The idea of investing in the stock market is not new. It is something that people have been doing for many years. There are some people that think it takes a lot of money to invest in stocks. They think that it is only something that the rich can do. They are wrong.
While it is true that buying some stocks is too expensive for the average person. If you don’t have tens of thousands of dollars to invest, it could be difficult to buy the stock of a Fortune 500 company. That is not the only way to invest in stocks. Instead of buying stocks that cost a lot of money, consider buying stocks that sell for a lot less. Penny stocks are stocks require a much smaller investment that is within the reach of most people. If it is done right it is also a way to make thousands of dollars in return.
What are Penny Stocks?
Penny stocks are stocks of small companies that are publicly traded. They have to meet specific characteristics that vary from country to country. In order to be called a penny stock in the United States the stock must:
- Trade for less than $5 per share
- Not be listed on a national exchange
- Meet other specific criteria
- AKA’s – Micro-Cap Stocks, Over-The-Counter (OTC) Stocks, Pink Sheets
For more a deeper dive into what penny stocks are, visit our other article, “What Are Penny Stocks?”
The Basic Strategy
When buying and selling stocks, the basic strategy is the same no matter how much the stocks cost. The strategy is to buy a stock when the price is low and sell it when the price is high. The difference in penny stocks is the volatility of the market and the amount of buying and selling that you have to do.
The stocks that are not penny stocks are often held for long periods of time.
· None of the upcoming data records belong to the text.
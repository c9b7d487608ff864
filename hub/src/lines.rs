//! Line codec for chat sessions.
//!
//! `LinesCodec` fails the whole stream on a line over its limit. Here such a
//! line is dropped as it arrives and reported once as [`ChatLine::Overlong`],
//! and decoding carries on with the next line.

use bytes::BytesMut;
use roomcast_rt::tasks::codec::{Decoder, Encoder, LinesCodecError};

#[derive(Debug, Clone, PartialEq, Eq)]
pub enum ChatLine {
    Text(String),
    Overlong,
}

#[derive(Debug, Clone)]
pub struct ChatCodec {
    max_len: usize,
    /// Set while the rest of an overlong line is being dropped
    discarding: bool,
    /// Prefix of the buffer already known to hold no newline
    scanned: usize,
}

impl ChatCodec {
    pub fn new(max_len: usize) -> Self {
        Self {
            max_len,
            discarding: false,
            scanned: 0,
        }
    }

    fn line(&self, raw: &[u8]) -> ChatLine {
        let raw = raw.strip_suffix(b"\r").unwrap_or(raw);
        if raw.len() > self.max_len {
            return ChatLine::Overlong;
        }
        ChatLine::Text(String::from_utf8_lossy(raw).into_owned())
    }
}

impl Decoder for ChatCodec {
    type Item = ChatLine;
    type Error = LinesCodecError;

    fn decode(&mut self, buf: &mut BytesMut) -> Result<Option<ChatLine>, LinesCodecError> {
        let newline = buf[self.scanned..]
            .iter()
            .position(|b| *b == b'\n')
            .map(|offset| self.scanned + offset);
        match newline {
            Some(at) => {
                self.scanned = 0;
                let raw = buf.split_to(at + 1);
                if std::mem::take(&mut self.discarding) {
                    return Ok(Some(ChatLine::Overlong));
                }
                Ok(Some(self.line(&raw[..at])))
            }
            // One byte of slack for a trailing '\r'
            None if self.discarding || buf.len() > self.max_len + 1 => {
                buf.clear();
                self.scanned = 0;
                self.discarding = true;
                Ok(None)
            }
            None => {
                self.scanned = buf.len();
                Ok(None)
            }
        }
    }

    fn decode_eof(&mut self, buf: &mut BytesMut) -> Result<Option<ChatLine>, LinesCodecError> {
        if let Some(line) = self.decode(buf)? {
            return Ok(Some(line));
        }
        self.scanned = 0;
        if std::mem::take(&mut self.discarding) {
            return Ok(Some(ChatLine::Overlong));
        }
        if buf.is_empty() {
            return Ok(None);
        }
        let raw = buf.split();
        Ok(Some(self.line(&raw)))
    }
}

impl Encoder<String> for ChatCodec {
    type Error = LinesCodecError;

    fn encode(&mut self, line: String, buf: &mut BytesMut) -> Result<(), LinesCodecError> {
        buf.reserve(line.len() + 1);
        buf.extend_from_slice(line.as_bytes());
        buf.extend_from_slice(b"\n");
        Ok(())
    }
}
The owner of the stocks will wait until they think the price is no longer worth keeping the stock before they sell. They will also look to earn money off of dividends and events such as stock splits.
Penny stocks are not owned long enough to worry about how much of a dividend will be paid. The investors in these stocks are less likely to ride out the fluctuations in price of stocks. It is also important to realize that the money that is made on a penny stock can be much more than most people realize. If you own a stock that trades for $.50, when it goes up a ¼ point, the return on investment is 50%.
The Keys to Making Money on Penny Stocks
There are a few keys to making money on penny stocks. The most important thing is to watch the stock carefully and to make any decisions quickly. A short delay could cost you the money you thought you were going to make.
In order to make money on penny stocks, you need to buy a large volume of stocks. That will give you the biggest financial return. You should also have a system that provides you with alerts if the price of the stock changes, either up or down. If it does change, you need to buy or sell it quickly.
Want more information? Visit our featured article, “The Best Way To Make Money With Penny Stocks.”
It is possible to buy penny stocks without the help of a stock broker. You can find websites that will allow you to make trades. Be careful about the fees that are associated with the service you choose. That could impact the amount you are able to make.
It is possible to make thousands with penny stocks, but it is also possible to lose thousands. Take the time to learn what you are doing before taking the plunge and make sure you pay attention to what is going on in the penny stock market.